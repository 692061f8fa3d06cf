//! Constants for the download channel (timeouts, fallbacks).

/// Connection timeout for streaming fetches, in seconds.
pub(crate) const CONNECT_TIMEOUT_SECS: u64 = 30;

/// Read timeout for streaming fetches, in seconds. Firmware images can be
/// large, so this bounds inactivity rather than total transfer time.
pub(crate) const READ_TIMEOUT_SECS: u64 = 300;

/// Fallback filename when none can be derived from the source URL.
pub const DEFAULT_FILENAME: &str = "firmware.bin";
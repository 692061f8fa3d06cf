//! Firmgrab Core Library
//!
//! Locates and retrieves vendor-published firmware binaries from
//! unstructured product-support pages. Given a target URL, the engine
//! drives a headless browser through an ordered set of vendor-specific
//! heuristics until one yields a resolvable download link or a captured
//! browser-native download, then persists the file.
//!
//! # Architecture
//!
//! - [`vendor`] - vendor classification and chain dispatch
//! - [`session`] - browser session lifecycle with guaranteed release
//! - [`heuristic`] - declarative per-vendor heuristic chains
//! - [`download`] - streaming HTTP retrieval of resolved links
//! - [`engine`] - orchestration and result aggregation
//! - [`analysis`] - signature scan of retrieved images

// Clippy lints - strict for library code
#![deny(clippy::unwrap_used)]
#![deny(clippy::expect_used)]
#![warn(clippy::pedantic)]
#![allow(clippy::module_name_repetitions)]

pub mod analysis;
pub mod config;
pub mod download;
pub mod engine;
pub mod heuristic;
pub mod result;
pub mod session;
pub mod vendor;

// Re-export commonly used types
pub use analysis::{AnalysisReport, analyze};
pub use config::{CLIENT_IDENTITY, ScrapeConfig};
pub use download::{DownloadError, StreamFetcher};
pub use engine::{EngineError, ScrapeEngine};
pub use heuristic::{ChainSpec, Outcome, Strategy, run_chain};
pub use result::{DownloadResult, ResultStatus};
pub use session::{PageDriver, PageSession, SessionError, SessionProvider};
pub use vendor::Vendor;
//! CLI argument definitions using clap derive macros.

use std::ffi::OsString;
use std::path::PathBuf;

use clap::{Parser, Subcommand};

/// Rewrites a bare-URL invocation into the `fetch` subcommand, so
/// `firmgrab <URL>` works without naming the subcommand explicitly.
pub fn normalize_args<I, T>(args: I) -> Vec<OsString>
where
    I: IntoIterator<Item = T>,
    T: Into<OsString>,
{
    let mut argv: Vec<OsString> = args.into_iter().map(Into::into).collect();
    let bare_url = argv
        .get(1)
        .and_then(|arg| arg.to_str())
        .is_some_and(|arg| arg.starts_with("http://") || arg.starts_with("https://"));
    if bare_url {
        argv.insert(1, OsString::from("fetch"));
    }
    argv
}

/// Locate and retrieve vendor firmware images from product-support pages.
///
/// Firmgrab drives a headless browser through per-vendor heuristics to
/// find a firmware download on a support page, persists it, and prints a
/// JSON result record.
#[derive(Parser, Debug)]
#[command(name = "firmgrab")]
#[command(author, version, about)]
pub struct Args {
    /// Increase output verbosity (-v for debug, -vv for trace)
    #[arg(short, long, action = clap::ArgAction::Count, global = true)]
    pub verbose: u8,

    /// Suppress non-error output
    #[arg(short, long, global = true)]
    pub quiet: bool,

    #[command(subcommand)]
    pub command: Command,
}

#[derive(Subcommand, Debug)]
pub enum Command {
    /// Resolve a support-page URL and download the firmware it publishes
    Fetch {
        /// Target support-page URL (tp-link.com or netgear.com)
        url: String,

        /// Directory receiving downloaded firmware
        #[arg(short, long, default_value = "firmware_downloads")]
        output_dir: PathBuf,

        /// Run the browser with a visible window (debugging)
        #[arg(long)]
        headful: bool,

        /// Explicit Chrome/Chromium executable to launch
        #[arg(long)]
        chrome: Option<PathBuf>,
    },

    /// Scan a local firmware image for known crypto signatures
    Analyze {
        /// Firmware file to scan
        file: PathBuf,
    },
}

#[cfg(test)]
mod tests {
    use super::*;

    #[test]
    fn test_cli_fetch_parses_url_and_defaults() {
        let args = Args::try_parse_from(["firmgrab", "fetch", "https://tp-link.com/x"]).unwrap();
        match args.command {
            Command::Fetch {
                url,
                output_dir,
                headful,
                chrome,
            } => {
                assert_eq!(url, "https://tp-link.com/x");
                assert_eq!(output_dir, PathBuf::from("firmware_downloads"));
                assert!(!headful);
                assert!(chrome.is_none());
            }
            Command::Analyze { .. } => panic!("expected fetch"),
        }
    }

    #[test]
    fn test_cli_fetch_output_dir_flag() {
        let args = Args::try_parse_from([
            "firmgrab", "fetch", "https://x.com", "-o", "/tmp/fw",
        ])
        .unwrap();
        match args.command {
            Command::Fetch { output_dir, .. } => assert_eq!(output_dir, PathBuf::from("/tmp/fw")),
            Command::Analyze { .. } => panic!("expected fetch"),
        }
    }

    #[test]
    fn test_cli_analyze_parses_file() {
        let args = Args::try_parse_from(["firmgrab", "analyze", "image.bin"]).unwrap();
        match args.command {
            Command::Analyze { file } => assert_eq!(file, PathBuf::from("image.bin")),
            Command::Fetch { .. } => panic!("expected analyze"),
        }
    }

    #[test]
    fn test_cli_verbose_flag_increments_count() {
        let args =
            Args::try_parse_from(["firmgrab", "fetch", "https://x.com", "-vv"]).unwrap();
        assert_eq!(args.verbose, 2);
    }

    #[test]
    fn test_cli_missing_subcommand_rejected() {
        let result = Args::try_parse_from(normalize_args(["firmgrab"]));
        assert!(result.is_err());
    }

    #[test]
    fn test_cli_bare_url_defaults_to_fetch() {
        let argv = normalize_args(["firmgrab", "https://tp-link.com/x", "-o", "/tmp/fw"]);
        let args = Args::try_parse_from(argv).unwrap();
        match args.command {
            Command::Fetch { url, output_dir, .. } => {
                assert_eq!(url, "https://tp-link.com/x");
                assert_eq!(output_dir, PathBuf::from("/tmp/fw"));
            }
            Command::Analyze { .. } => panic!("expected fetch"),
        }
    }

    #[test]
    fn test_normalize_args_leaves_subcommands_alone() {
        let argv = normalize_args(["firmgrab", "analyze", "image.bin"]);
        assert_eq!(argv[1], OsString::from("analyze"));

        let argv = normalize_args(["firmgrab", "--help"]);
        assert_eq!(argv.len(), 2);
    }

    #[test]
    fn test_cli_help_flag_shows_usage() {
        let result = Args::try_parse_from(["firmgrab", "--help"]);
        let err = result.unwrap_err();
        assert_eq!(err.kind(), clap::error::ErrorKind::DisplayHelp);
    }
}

***

= TASK ITEM =
Return the opening line of the data and every line after it through the line containing "pub(crate) const READ_TIMEOUT_SECS: u64", please, exactly as written and with nothing added.

= EXERCISE ANSWER =
repository 692061f8fa3d06cf
//! Constants for the download channel (timeouts, fallbacks).

/// Connection timeout for streaming fetches, in seconds.
pub(crate) const CONNECT_TIMEOUT_SECS: u64 = 30;

/// Read timeout for streaming fetches, in seconds. Firmware images can be
/// large, so this bounds inactivity rather than total transfer time.
pub(crate) const READ_TIMEOUT_SECS: u64 = 300;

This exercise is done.